With bold and inventive compositions and quick but carefully choreographed camera movements, aesthetically, the film is reminiscent of French new wave cinema and directors like Jacques Tati. “We and Dream were intrigued by this busyness and choreography that pans out quite effortlessly,” Wilson explains.
Bringing this to life, Wilson and Dream worked closely with movement director Ted Rodgers to create an atmosphere of “everything moving all the time”, shooting the whole film on 16mm – predominantly on track and dolly.
Using that as the guiding principle, he says the movement direction created a vibrant world to shoot in, both in front of and behind the camera.
Every part of the production process was focused on creating a sense of gentle chaos, even the music, which was a bespoke composition of synthesised train sounds.
“Music is a really important part of the process for me,” Dream says. “I create music with my composer Steve Pringle, and we shared a lot of influences and ideas early on, including a YouTube video I found of someone playing an instrument called a steam whistle organ on the roof of a train station – proper eccentric and loose.”
He explains how the team created a sketch of the music composition before the shoot to guide the mood on set and in the edit, which they ended up developing further with a synthesised whistle and steam engine sounds. “I’d love to release the full track as a standalone piece as it really takes you on a journey just by itself,” he says.
Beyond the aesthetic, the film stands out for its energy, which is surprising, given it was shot on a cold, bleak winter solstice.
Dream explains how it was important to keep the energy up and spirits high. “One of the models, Dan [Hopwood], said he was all about ‘big smiles’ when I met him the night before,” he says. “So we used ‘big smiles’ as a mantra for the whole shoot. Not in a forced cheesy way. I wanted the whole thing to beam with a sense of joy and eccentricity. Just saying, ‘big smiles make you feel warm’.”

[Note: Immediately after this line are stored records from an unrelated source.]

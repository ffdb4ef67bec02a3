use std::collections::HashSet;

use tokio_util::sync::CancellationToken;
use tracing::{debug, info};

use crate::address::{Address, ApiRoot};
use crate::batch::BatchedFetcher;
use crate::cache::{decode, FetchCache};
use crate::error::FetchError;
use crate::models::Item;
use crate::state::MaterializedState;

/// Receives every group of newly resolved items, exactly once per item, in
/// the order their group produced them. Never called with an empty slice.
pub trait Reconcile {
    fn reconcile(&mut self, items: &[Item]);
}

impl<F> Reconcile for F
where
    F: FnMut(&[Item]),
{
    fn reconcile(&mut self, items: &[Item]) {
        self(items)
    }
}

/// Outcome of one [`TreeResolver::expand`] run.
#[derive(Debug, Clone, Copy, Default, PartialEq, Eq)]
pub struct Expansion {
    /// Depth levels that fetched at least one child.
    pub levels: usize,
    /// Items newly materialized.
    pub resolved: usize,
    /// Child ids that resolved to `null`.
    pub missing: usize,
    /// Stopped early by the cancellation token.
    pub cancelled: bool,
}

/// Walks comment trees breadth-first, one depth level at a time, until no
/// item in the frontier has unseen children.
pub struct TreeResolver<'a> {
    fetcher: BatchedFetcher<'a>,
    api: &'a ApiRoot,
    cancel: Option<&'a CancellationToken>,
}

impl<'a> TreeResolver<'a> {
    pub fn new(cache: &'a FetchCache, api: &'a ApiRoot, group_size: usize) -> Self {
        Self {
            fetcher: BatchedFetcher::new(cache, group_size),
            api,
            cancel: None,
        }
    }

    /// Check `token` before each depth level starts.
    pub fn with_cancellation(mut self, token: &'a CancellationToken) -> Self {
        self.cancel = Some(token);
        self
    }

    /// Expand `frontier` level by level. Level n, including its reconciliation
    /// calls, completes before level n + 1 starts fetching. Children already in
    /// `state` are neither fetched nor announced again.
    pub async fn expand<R>(
        &self,
        frontier: Vec<Item>,
        state: &mut MaterializedState,
        sink: &mut R,
    ) -> Result<Expansion, FetchError>
    where
        R: Reconcile + ?Sized,
    {
        let mut report = Expansion::default();
        let mut frontier = frontier;

        while !frontier.is_empty() {
            if self.cancel.is_some_and(CancellationToken::is_cancelled) {
                info!(levels = report.levels, "comment expansion cancelled");
                report.cancelled = true;
                break;
            }

            let addresses = self.child_addresses(&frontier, state);
            if addresses.is_empty() {
                break;
            }

            report.levels += 1;
            debug!(depth = report.levels, children = addresses.len(), "expanding level");

            let mut next = Vec::new();
            let mut missing = 0;
            self.fetcher
                .process_decoded(&addresses, decode::<Item>, |group: &[Option<Item>]| {
                    let mut fresh = Vec::with_capacity(group.len());
                    for resolved in group {
                        match resolved {
                            Some(item) => {
                                if state.insert(item.clone()) {
                                    fresh.push(item.clone());
                                }
                            }
                            None => missing += 1,
                        }
                    }

                    if !fresh.is_empty() {
                        sink.reconcile(&fresh);
                        next.extend(fresh);
                    }
                })
                .await?;

            report.resolved += next.len();
            report.missing += missing;
            frontier = next;
        }

        debug!(?report, "comment expansion finished");
        Ok(report)
    }

    // Unseen children of the frontier, parent by parent, each id once.
    fn child_addresses(&self, frontier: &[Item], state: &MaterializedState) -> Vec<Address> {
        let mut seen = HashSet::new();
        frontier
            .iter()
            .flat_map(|item| item.kids().iter().copied())
            .filter(|id| !state.contains(*id) && seen.insert(*id))
            .map(|id| self.api.item(id))
            .collect()
    }
}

This, he says, helped him deliver something that was far from your typical fashion film.
As journalists across the world clamber to write about Francis Bourgeois, it’s fair to say he is just embarking on his train journey through life. So before the realities of fame hit the young lad, what was he really like to work with, Campaign asks?
“He’s a proper gentleman and has a brilliant sense of style and humour, which we were able to explore ahead of the shoot,” Dream says.
“It’s always important to me that talent and contributors feel involved in the process, especially when they have such a strong persona and platform. It had to feel like Francis’ world, and I’m really happy with how that comes across in the edit.”